The task -> From the records below, copy the lines that include "bindings".

(Dataset entries)
+++
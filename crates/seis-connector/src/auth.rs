//! SeedLink AUTH credentials.
//!
//! A `CredentialProvider` hands out a `Secret` holding the AUTH value
//! (`USERPASS <user> <pass>` or `JWT <token>`). The secret lives in a
//! fixed-capacity buffer that is zeroed when released or dropped.

use std::fmt;
use std::io::{BufRead, BufReader, Write};
use std::sync::Mutex;

use arrayvec::ArrayVec;

use crate::error::AuthError;

pub const SECRET_CAPACITY: usize = 1024;

pub const ENV_USERNAME: &str = "SEEDLINK_USERNAME";
pub const ENV_PASSWORD: &str = "SEEDLINK_PASSWORD";

/// Bounded, self-zeroing AUTH value
pub struct Secret {
    buf: ArrayVec<u8, SECRET_CAPACITY>,
}

impl Secret {
    /// Join `parts` with single spaces
    pub fn from_parts(parts: &[&str]) -> Result<Self, AuthError> {
        let mut buf = ArrayVec::new();
        for (i, part) in parts.iter().enumerate() {
            if i > 0 {
                buf.try_push(b' ')
                    .map_err(|_| AuthError::TooLarge { capacity: SECRET_CAPACITY })?;
            }
            buf.try_extend_from_slice(part.as_bytes())
                .map_err(|_| AuthError::TooLarge { capacity: SECRET_CAPACITY })?;
        }
        Ok(Self { buf })
    }

    pub fn as_bytes(&self) -> &[u8] {
        &self.buf
    }

    pub fn len(&self) -> usize {
        self.buf.len()
    }

    pub fn is_empty(&self) -> bool {
        self.buf.is_empty()
    }

    fn scrub(&mut self) {
        self.buf.as_mut_slice().fill(0);
        std::hint::black_box(&self.buf);
        self.buf.clear();
    }
}

impl Drop for Secret {
    fn drop(&mut self) {
        self.scrub();
    }
}

impl fmt::Debug for Secret {
    fn fmt(&self, f: &mut fmt::Formatter<'_>) -> fmt::Result {
        write!(f, "Secret({} bytes)", self.buf.len())
    }
}

/// Source of AUTH values for a SeedLink server
pub trait CredentialProvider: Send + Sync {
    fn obtain(&self, server: &str) -> Result<Secret, AuthError>;

    /// Called right after the AUTH command is written
    fn release(&self, secret: Secret) {
        drop(secret);
    }
}

/// USERPASS from environment variables
pub struct EnvCredentials {
    user_var: String,
    pass_var: String,
}

impl EnvCredentials {
    pub fn new(user_var: impl Into<String>, pass_var: impl Into<String>) -> Self {
        Self {
            user_var: user_var.into(),
            pass_var: pass_var.into(),
        }
    }

    /// True when both variables are set
    pub fn available(&self) -> bool {
        std::env::var_os(&self.user_var).is_some() && std::env::var_os(&self.pass_var).is_some()
    }
}

impl Default for EnvCredentials {
    fn default() -> Self {
        Self::new(ENV_USERNAME, ENV_PASSWORD)
    }
}

impl CredentialProvider for EnvCredentials {
    fn obtain(&self, _server: &str) -> Result<Secret, AuthError> {
        let user = std::env::var(&self.user_var)
            .map_err(|_| AuthError::Unavailable(format!("{} not set", self.user_var)))?;
        let pass = std::env::var(&self.pass_var)
            .map_err(|_| AuthError::Unavailable(format!("{} not set", self.pass_var)))?;
        let secret = Secret::from_parts(&["USERPASS", &user, &pass]);
        scrub_string(user);
        scrub_string(pass);
        secret
    }
}

#[derive(Debug, Clone, Copy, PartialEq, Eq)]
pub enum PromptMode {
    UserPass,
    Token,
}

/// Interactive prompt for user/password or a token
pub struct PromptCredentials {
    mode: PromptMode,
    input: Mutex<Box<dyn BufRead + Send>>,
    output: Mutex<Box<dyn Write + Send>>,
}

impl PromptCredentials {
    pub fn new(
        mode: PromptMode,
        input: Box<dyn BufRead + Send>,
        output: Box<dyn Write + Send>,
    ) -> Self {
        Self {
            mode,
            input: Mutex::new(input),
            output: Mutex::new(output),
        }
    }

    /// Prompt on stderr, read from stdin
    pub fn terminal(mode: PromptMode) -> Self {
        Self::new(
            mode,
            Box::new(BufReader::new(std::io::stdin())),
            Box::new(std::io::stderr()),
        )
    }

    fn ask(&self, prompt: &str) -> Result<String, AuthError> {
        {
            let mut out = self.output.lock().unwrap_or_else(|p| p.into_inner());
            out.write_all(prompt.as_bytes())?;
            out.flush()?;
        }
        let mut line = String::new();
        let read = self
            .input
            .lock()
            .unwrap_or_else(|p| p.into_inner())
            .read_line(&mut line)?;
        if read == 0 {
            return Err(AuthError::Unavailable("no input".to_string()));
        }
        let trimmed = line.trim_end_matches(['\r', '\n']).len();
        line.truncate(trimmed);
        Ok(line)
    }
}

impl CredentialProvider for PromptCredentials {
    fn obtain(&self, server: &str) -> Result<Secret, AuthError> {
        match self.mode {
            PromptMode::UserPass => {
                let user = self.ask(&format!("Enter username for [{}]: ", server))?;
                let pass = self.ask("Enter password: ")?;
                let secret = Secret::from_parts(&["USERPASS", &user, &pass]);
                scrub_string(user);
                scrub_string(pass);
                secret
            }
            PromptMode::Token => {
                let token = self.ask(&format!("Enter token for [{}]: ", server))?;
                let secret = Secret::from_parts(&["JWT", &token]);
                scrub_string(token);
                secret
            }
        }
    }
}

fn scrub_string(s: String) {
    let mut bytes = s.into_bytes();
    bytes.fill(0);
    std::hint::black_box(&bytes);
}
//! SeedLink protocol 3 and 4 client

pub mod client;
pub mod frame;

pub use client::{ProtocolPreference, SeedLinkClient, SeedLinkConfig};
pub use frame::{FrameHeader, FrameKind, ProtocolVersion};
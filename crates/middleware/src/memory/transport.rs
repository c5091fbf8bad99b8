//! In-process broker with topic-exchange routing, for tests.

use std::collections::HashMap;
use std::sync::atomic::{AtomicBool, AtomicU32, AtomicU64, Ordering};
use std::sync::{Arc, Mutex, MutexGuard};
use std::time::Duration;

use async_trait::async_trait;
use bytes::Bytes;
use dashmap::{DashMap, DashSet};
use tokio::sync::mpsc;

use crate::error::TransportError;
use crate::transport::{
    Delivery, Disposition, QueueBinding, Subscription, Transport, TransportConnector,
    TransportMessage,
};

/// A message as handed to `publish`
#[derive(Debug, Clone)]
pub struct PublishedMessage {
    pub exchange: String,
    pub routing_key: String,
    pub payload: Bytes,
    pub headers: HashMap<String, String>,
}

struct Queue {
    tx: mpsc::UnboundedSender<TransportMessage>,
    rx: Arc<tokio::sync::Mutex<mpsc::UnboundedReceiver<TransportMessage>>>,
}

struct Binding {
    exchange: String,
    pattern: String,
    queue: String,
}

#[derive(Default)]
struct BrokerState {
    exchanges: DashSet<String>,
    queues: DashMap<String, Queue>,
    bindings: Mutex<Vec<Binding>>,
    published: Mutex<Vec<PublishedMessage>>,
    settlements: Mutex<Vec<(u64, Disposition)>>,
    sequence: AtomicU64,
}

fn lock<T>(m: &Mutex<T>) -> MutexGuard<'_, T> {
    m.lock().unwrap_or_else(|poisoned| poisoned.into_inner())
}

/// Shared broker state; survives individual connections
#[derive(Clone, Default)]
pub struct InMemoryBroker {
    state: Arc<BrokerState>,
}

impl InMemoryBroker {
    pub fn new() -> Self {
        Self::default()
    }

    /// Open a new connection handle
    pub fn connect(&self) -> Arc<InMemoryTransport> {
        Arc::new(InMemoryTransport {
            broker: self.clone(),
            connected: Arc::new(AtomicBool::new(true)),
            fail_publish: AtomicBool::new(false),
        })
    }

    /// Everything successfully handed to `publish`, in order
    pub fn published(&self) -> Vec<PublishedMessage> {
        lock(&self.state.published).clone()
    }

    /// (delivery tag, disposition) pairs in settlement order
    pub fn settlements(&self) -> Vec<(u64, Disposition)> {
        lock(&self.state.settlements).clone()
    }

    pub fn is_exchange_declared(&self, exchange: &str) -> bool {
        self.state.exchanges.contains(exchange)
    }

    /// Route a message as if some other client published it
    pub fn inject(&self, exchange: &str, routing_key: &str, payload: Bytes) -> Result<usize, TransportError> {
        self.route(exchange, routing_key, payload, HashMap::new())
    }

    fn declare_queue(&self, name: &str) {
        self.state.queues.entry(name.to_string()).or_insert_with(|| {
            let (tx, rx) = mpsc::unbounded_channel();
            Queue {
                tx,
                rx: Arc::new(tokio::sync::Mutex::new(rx)),
            }
        });
    }

    /// Deliver to every matching queue; returns how many received it
    fn route(
        &self,
        exchange: &str,
        routing_key: &str,
        payload: Bytes,
        headers: HashMap<String, String>,
    ) -> Result<usize, TransportError> {
        let targets: Vec<String> = if exchange.is_empty() {
            vec![routing_key.to_string()]
        } else {
            if !self.state.exchanges.contains(exchange) {
                return Err(TransportError::PublishFailed(format!(
                    "no exchange '{}'",
                    exchange
                )));
            }
            lock(&self.state.bindings)
                .iter()
                .filter(|b| b.exchange == exchange && topic_matches(&b.pattern, routing_key))
                .map(|b| b.queue.clone())
                .collect()
        };

        let mut delivered = 0;
        for name in targets {
            if let Some(queue) = self.state.queues.get(&name) {
                let msg = TransportMessage {
                    subject: routing_key.to_string(),
                    payload: payload.clone(),
                    headers: headers.clone(),
                    delivery_tag: self.state.sequence.fetch_add(1, Ordering::Relaxed) + 1,
                };
                if queue.tx.send(msg).is_ok() {
                    delivered += 1;
                }
            }
        }
        Ok(delivered)
    }
}

/// One connection to an `InMemoryBroker`
pub struct InMemoryTransport {
    broker: InMemoryBroker,
    connected: Arc<AtomicBool>,
    fail_publish: AtomicBool,
}

impl InMemoryTransport {
    /// Connection to a private broker
    pub fn new() -> Arc<Self> {
        InMemoryBroker::new().connect()
    }

    pub fn broker(&self) -> &InMemoryBroker {
        &self.broker
    }

    /// Simulate the broker dropping this connection
    pub fn disconnect(&self) {
        self.connected.store(false, Ordering::SeqCst);
    }

    /// Make subsequent publishes fail while staying connected
    pub fn set_fail_publish(&self, fail: bool) {
        self.fail_publish.store(fail, Ordering::SeqCst);
    }

    fn check_connected(&self) -> Result<(), TransportError> {
        if self.connected.load(Ordering::SeqCst) {
            Ok(())
        } else {
            Err(TransportError::Closed)
        }
    }
}

struct InMemoryDelivery {
    message: TransportMessage,
    requeue: mpsc::UnboundedSender<TransportMessage>,
    connected: Arc<AtomicBool>,
    broker: InMemoryBroker,
}

#[async_trait]
impl Delivery for InMemoryDelivery {
    fn message(&self) -> &TransportMessage {
        &self.message
    }

    async fn settle(self: Box<Self>, disposition: Disposition) -> Result<(), TransportError> {
        let this = *self;
        if !this.connected.load(Ordering::SeqCst) {
            return Err(TransportError::Closed);
        }
        lock(&this.broker.state.settlements).push((this.message.delivery_tag, disposition));
        if disposition == Disposition::Nak {
            let _ = this.requeue.send(this.message);
        }
        Ok(())
    }
}

struct InMemorySubscription {
    rx: Arc<tokio::sync::Mutex<mpsc::UnboundedReceiver<TransportMessage>>>,
    requeue: mpsc::UnboundedSender<TransportMessage>,
    connected: Arc<AtomicBool>,
    broker: InMemoryBroker,
}

#[async_trait]
impl Subscription for InMemorySubscription {
    async fn next_timeout(
        &mut self,
        timeout: Duration,
    ) -> Result<Option<Box<dyn Delivery>>, TransportError> {
        if !self.connected.load(Ordering::SeqCst) {
            return Err(TransportError::Closed);
        }

        let mut rx = self.rx.lock().await;
        match tokio::time::timeout(timeout, rx.recv()).await {
            Err(_) => {
                if self.connected.load(Ordering::SeqCst) {
                    Ok(None)
                } else {
                    Err(TransportError::Closed)
                }
            }
            Ok(None) => Err(TransportError::Closed),
            Ok(Some(message)) => Ok(Some(Box::new(InMemoryDelivery {
                message,
                requeue: self.requeue.clone(),
                connected: Arc::clone(&self.connected),
                broker: self.broker.clone(),
            }))),
        }
    }

    async fn unsubscribe(self: Box<Self>) -> Result<(), TransportError> {
        Ok(())
    }
}

#[async_trait]
impl Transport for InMemoryTransport {
    async fn publish(
        &self,
        exchange: &str,
        routing_key: &str,
        payload: Bytes,
        headers: HashMap<String, String>,
    ) -> Result<(), TransportError> {
        self.check_connected()?;
        if self.fail_publish.load(Ordering::SeqCst) {
            return Err(TransportError::PublishFailed("injected failure".to_string()));
        }

        self.broker
            .route(exchange, routing_key, payload.clone(), headers.clone())?;
        lock(&self.broker.state.published).push(PublishedMessage {
            exchange: exchange.to_string(),
            routing_key: routing_key.to_string(),
            payload,
            headers,
        });
        Ok(())
    }

    async fn declare_exchange(&self, exchange: &str) -> Result<(), TransportError> {
        self.check_connected()?;
        self.broker.state.exchanges.insert(exchange.to_string());
        Ok(())
    }

    async fn consume(&self, binding: &QueueBinding) -> Result<Box<dyn Subscription>, TransportError> {
        self.check_connected()?;
        if !binding.exchange.is_empty() && !self.broker.is_exchange_declared(&binding.exchange) {
            return Err(TransportError::SubscribeFailed(format!(
                "no exchange '{}'",
                binding.exchange
            )));
        }

        self.broker.declare_queue(&binding.queue);
        if !binding.exchange.is_empty() {
            let mut bindings = lock(&self.broker.state.bindings);
            let exists = bindings.iter().any(|b| {
                b.exchange == binding.exchange
                    && b.pattern == binding.binding_key
                    && b.queue == binding.queue
            });
            if !exists {
                bindings.push(Binding {
                    exchange: binding.exchange.clone(),
                    pattern: binding.binding_key.clone(),
                    queue: binding.queue.clone(),
                });
            }
        }

        let queue = self
            .broker
            .state
            .queues
            .get(&binding.queue)
            .ok_or_else(|| TransportError::SubscribeFailed(binding.queue.clone()))?;
        Ok(Box::new(InMemorySubscription {
            rx: Arc::clone(&queue.rx),
            requeue: queue.tx.clone(),
            connected: Arc::clone(&self.connected),
            broker: self.broker.clone(),
        }))
    }

    fn is_connected(&self) -> bool {
        self.connected.load(Ordering::SeqCst)
    }

    async fn close(&self) -> Result<(), TransportError> {
        self.connected.store(false, Ordering::SeqCst);
        Ok(())
    }
}

/// Hands out connections to one broker; can refuse the first N attempts
pub struct InMemoryConnector {
    broker: InMemoryBroker,
    refuse_first: u32,
    attempts: AtomicU32,
    last: Mutex<Option<Arc<InMemoryTransport>>>,
}

impl InMemoryConnector {
    pub fn new(broker: InMemoryBroker) -> Self {
        Self::refusing(broker, 0)
    }

    pub fn refusing(broker: InMemoryBroker, refuse_first: u32) -> Self {
        Self {
            broker,
            refuse_first,
            attempts: AtomicU32::new(0),
            last: Mutex::new(None),
        }
    }

    pub fn attempts(&self) -> u32 {
        self.attempts.load(Ordering::SeqCst)
    }

    /// Most recently opened connection
    pub fn last_connection(&self) -> Option<Arc<InMemoryTransport>> {
        lock(&self.last).clone()
    }
}

#[async_trait]
impl TransportConnector for InMemoryConnector {
    async fn connect(&self) -> Result<Arc<dyn Transport>, TransportError> {
        let n = self.attempts.fetch_add(1, Ordering::SeqCst);
        if n < self.refuse_first {
            return Err(TransportError::ConnectionFailed("connection refused".to_string()));
        }
        let conn = self.broker.connect();
        *lock(&self.last) = Some(Arc::clone(&conn));
        Ok(conn)
    }

    fn target(&self) -> String {
        "memory".to_string()
    }
}

/// AMQP topic match: `*` is exactly one word, `#` zero or more
pub fn topic_matches(pattern: &str, key: &str) -> bool {
    let pattern: Vec<&str> = pattern.split('.').collect();
    let key: Vec<&str> = key.split('.').collect();
    match_words(&pattern, &key)
}

fn match_words(pattern: &[&str], key: &[&str]) -> bool {
    match (pattern.first(), key.first()) {
        (None, None) => true,
        (Some(&"#"), _) => {
            match_words(&pattern[1..], key) || (!key.is_empty() && match_words(pattern, &key[1..]))
        }
        (Some(_), None) | (None, Some(_)) => false,
        (Some(&"*"), Some(_)) => match_words(&pattern[1..], &key[1..]),
        (Some(p), Some(k)) => p == k && match_words(&pattern[1..], &key[1..]),
    }
}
+++
Output below ->
    bindings: Mutex<Vec<Binding>>,
            lock(&self.state.bindings)
            let mut bindings = lock(&self.broker.state.bindings);
            let exists = bindings.iter().any(|b| {
                bindings.push(Binding {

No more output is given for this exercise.